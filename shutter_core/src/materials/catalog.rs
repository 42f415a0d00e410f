//! # Material Catalog
//!
//! Fixed name, unit, size and family for every line item the category
//! calculators emit. Descriptions vary by category and are supplied at the
//! call site.
//!
//! Names are part of the output contract (renderers and exports key on
//! them), so they live here once rather than as literals in each calculator.

use serde::{Deserialize, Serialize};

use super::{MaterialFamily, MaterialItem};

/// Catalogued shuttering materials
#[derive(Debug, Clone, Copy, PartialEq, Eq, Hash, Serialize, Deserialize)]
pub enum MaterialKind {
    WoodBoards,
    AdjustableProps,
    SteelBeams,
    BambooPoles,
    SteelSheets,
    Nails3In,
    Nails4In,
    Nails5In,
    BindingWire,
    BeamBottomPlates,
    ColumnClamps,
    CornerAngles,
    ReleaseAgent,
    WallPanels,
    TieRods,
}

impl MaterialKind {
    /// Display name, verbatim as rendered and exported
    pub fn name(self) -> &'static str {
        match self {
            MaterialKind::WoodBoards => "Wood Boards (2.5\" × 8')",
            MaterialKind::AdjustableProps => "Adjustable Props",
            MaterialKind::SteelBeams => "Steel Beams / Joists",
            MaterialKind::BambooPoles => "Bamboo Poles",
            MaterialKind::SteelSheets => "Steel Shuttering Sheets (4' × 8')",
            MaterialKind::Nails3In => "Nails (3\")",
            MaterialKind::Nails4In => "Nails (4\")",
            MaterialKind::Nails5In => "Nails (5\")",
            MaterialKind::BindingWire => "Binding Wire",
            MaterialKind::BeamBottomPlates => "Beam Bottom Plates",
            MaterialKind::ColumnClamps => "Column Clamps / Yokes",
            MaterialKind::CornerAngles => "Corner Angles (Steel)",
            MaterialKind::ReleaseAgent => "Release Agent / Oil",
            MaterialKind::WallPanels => "Wall Panels (Steel)",
            MaterialKind::TieRods => "Tie Rods",
        }
    }

    /// Unit of measure
    pub fn unit(self) -> &'static str {
        match self {
            MaterialKind::BindingWire => "kg",
            MaterialKind::ReleaseAgent => "liters",
            _ => "pcs",
        }
    }

    /// Stock size, where one applies
    pub fn size(self) -> Option<&'static str> {
        match self {
            MaterialKind::WoodBoards => Some("2.5\" × 8'"),
            MaterialKind::AdjustableProps
            | MaterialKind::SteelBeams
            | MaterialKind::CornerAngles => Some("8' length"),
            MaterialKind::BambooPoles => Some("12' length, 3\" diameter"),
            MaterialKind::SteelSheets => Some("4' × 8'"),
            MaterialKind::BeamBottomPlates => Some("1.5\" × 9\" × 8'"),
            MaterialKind::ColumnClamps => Some("Adjustable"),
            MaterialKind::WallPanels => Some("2' × 8' or 3' × 8'"),
            MaterialKind::TieRods => Some("With cones"),
            MaterialKind::Nails3In
            | MaterialKind::Nails4In
            | MaterialKind::Nails5In
            | MaterialKind::BindingWire
            | MaterialKind::ReleaseAgent => None,
        }
    }

    /// Summary family; `None` for items not totalled across categories
    pub fn family(self) -> Option<MaterialFamily> {
        match self {
            MaterialKind::WoodBoards => Some(MaterialFamily::WoodBoard),
            MaterialKind::AdjustableProps => Some(MaterialFamily::Prop),
            MaterialKind::SteelBeams => Some(MaterialFamily::Beam),
            MaterialKind::BambooPoles => Some(MaterialFamily::Bamboo),
            MaterialKind::SteelSheets => Some(MaterialFamily::SteelSheet),
            _ => None,
        }
    }

    /// Build a line item of this kind
    pub fn item(self, quantity: u64, description: impl Into<String>) -> MaterialItem {
        MaterialItem {
            name: self.name().to_string(),
            quantity,
            unit: self.unit().to_string(),
            description: Some(description.into()),
            size: self.size().map(str::to_string),
            family: self.family(),
        }
    }
}

#[cfg(test)]
mod tests {
    use super::*;

    #[test]
    fn test_only_shared_families_are_tagged() {
        assert_eq!(MaterialKind::WallPanels.family(), None);
        assert_eq!(MaterialKind::CornerAngles.family(), None);
        assert_eq!(MaterialKind::BeamBottomPlates.family(), None);
        assert_eq!(MaterialKind::SteelSheets.family(), Some(MaterialFamily::SteelSheet));
        assert_eq!(MaterialKind::SteelBeams.family(), Some(MaterialFamily::Beam));
    }

    #[test]
    fn test_units() {
        assert_eq!(MaterialKind::BindingWire.unit(), "kg");
        assert_eq!(MaterialKind::ReleaseAgent.unit(), "liters");
        assert_eq!(MaterialKind::TieRods.unit(), "pcs");
    }

    #[test]
    fn test_item() {
        let item = MaterialKind::Nails5In.item(12, "Heavy nails for beam bottom");
        assert_eq!(item.name, "Nails (5\")");
        assert_eq!(item.size, None);
        assert_eq!(item.description.as_deref(), Some("Heavy nails for beam bottom"));
    }
}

### Task to complete
Each of the records shown above needs to be repeated exactly.

### Solution to this problem
filename shutter_core/src/materials/catalog.rs
repository 42f415a0d00e410f
//! # Material Catalog
//!
//! Fixed name, unit, size and family for every line item the category
//! calculators emit. Descriptions vary by category and are supplied at the
//! call site.
//!
//! Names are part of the output contract (renderers and exports key on
//! them), so they live here once rather than as literals in each calculator.

use serde::{Deserialize, Serialize};

use super::{MaterialFamily, MaterialItem};

/// Catalogued shuttering materials
#[derive(Debug, Clone, Copy, PartialEq, Eq, Hash, Serialize, Deserialize)]
pub enum MaterialKind {
    WoodBoards,
    AdjustableProps,
    SteelBeams,
    BambooPoles,
    SteelSheets,
    Nails3In,
    Nails4In,
    Nails5In,
    BindingWire,
    BeamBottomPlates,
    ColumnClamps,
    CornerAngles,
    ReleaseAgent,
    WallPanels,
    TieRods,
}

impl MaterialKind {
    /// Display name, verbatim as rendered and exported
    pub fn name(self) -> &'static str {
        match self {
            MaterialKind::WoodBoards => "Wood Boards (2.5\" × 8')",
            MaterialKind::AdjustableProps => "Adjustable Props",
            MaterialKind::SteelBeams => "Steel Beams / Joists",
            MaterialKind::BambooPoles => "Bamboo Poles",
            MaterialKind::SteelSheets => "Steel Shuttering Sheets (4' × 8')",
            MaterialKind::Nails3In => "Nails (3\")",
            MaterialKind::Nails4In => "Nails (4\")",
            MaterialKind::Nails5In => "Nails (5\")",
            MaterialKind::BindingWire => "Binding Wire",
            MaterialKind::BeamBottomPlates => "Beam Bottom Plates",
            MaterialKind::ColumnClamps => "Column Clamps / Yokes",
            MaterialKind::CornerAngles => "Corner Angles (Steel)",
            MaterialKind::ReleaseAgent => "Release Agent / Oil",
            MaterialKind::WallPanels => "Wall Panels (Steel)",
            MaterialKind::TieRods => "Tie Rods",
        }
    }

    /// Unit of measure
    pub fn unit(self) -> &'static str {
        match self {
            MaterialKind::BindingWire => "kg",
            MaterialKind::ReleaseAgent => "liters",
            _ => "pcs",
        }
    }

    /// Stock size, where one applies
    pub fn size(self) -> Option<&'static str> {
        match self {
            MaterialKind::WoodBoards => Some("2.5\" × 8'"),
            MaterialKind::AdjustableProps
            | MaterialKind::SteelBeams
            | MaterialKind::CornerAngles => Some("8' length"),
            MaterialKind::BambooPoles => Some("12' length, 3\" diameter"),
            MaterialKind::SteelSheets => Some("4' × 8'"),
            MaterialKind::BeamBottomPlates => Some("1.5\" × 9\" × 8'"),
            MaterialKind::ColumnClamps => Some("Adjustable"),
            MaterialKind::WallPanels => Some("2' × 8' or 3' × 8'"),
            MaterialKind::TieRods => Some("With cones"),
            MaterialKind::Nails3In
            | MaterialKind::Nails4In
            | MaterialKind::Nails5In
            | MaterialKind::BindingWire
            | MaterialKind::ReleaseAgent => None,
        }
    }

    /// Summary family; `None` for items not totalled across categories
    pub fn family(self) -> Option<MaterialFamily> {
        match self {
            MaterialKind::WoodBoards => Some(MaterialFamily::WoodBoard),
            MaterialKind::AdjustableProps => Some(MaterialFamily::Prop),
            MaterialKind::SteelBeams => Some(MaterialFamily::Beam),
            MaterialKind::BambooPoles => Some(MaterialFamily::Bamboo),
            MaterialKind::SteelSheets => Some(MaterialFamily::SteelSheet),
            _ => None,
        }
    }

    /// Build a line item of this kind
    pub fn item(self, quantity: u64, description: impl Into<String>) -> MaterialItem {
        MaterialItem {
            name: self.name().to_string(),
            quantity,
            unit: self.unit().to_string(),
            description: Some(description.into()),
            size: self.size().map(str::to_string),
            family: self.family(),
        }
    }
}

#[cfg(test)]
mod tests {
    use super::*;

    #[test]
    fn test_only_shared_families_are_tagged() {
        assert_eq!(MaterialKind::WallPanels.family(), None);
        assert_eq!(MaterialKind::CornerAngles.family(), None);
        assert_eq!(MaterialKind::BeamBottomPlates.family(), None);
        assert_eq!(MaterialKind::SteelSheets.family(), Some(MaterialFamily::SteelSheet));
        assert_eq!(MaterialKind::SteelBeams.family(), Some(MaterialFamily::Beam));
    }

    #[test]
    fn test_units() {
        assert_eq!(MaterialKind::BindingWire.unit(), "kg");
        assert_eq!(MaterialKind::ReleaseAgent.unit(), "liters");
        assert_eq!(MaterialKind::TieRods.unit(), "pcs");
    }

    #[test]
    fn test_item() {
        let item = MaterialKind::Nails5In.item(12, "Heavy nails for beam bottom");
        assert_eq!(item.name, "Nails (5\")");
        assert_eq!(item.size, None);
        assert_eq!(item.description.as_deref(), Some("Heavy nails for beam bottom"));
    }
}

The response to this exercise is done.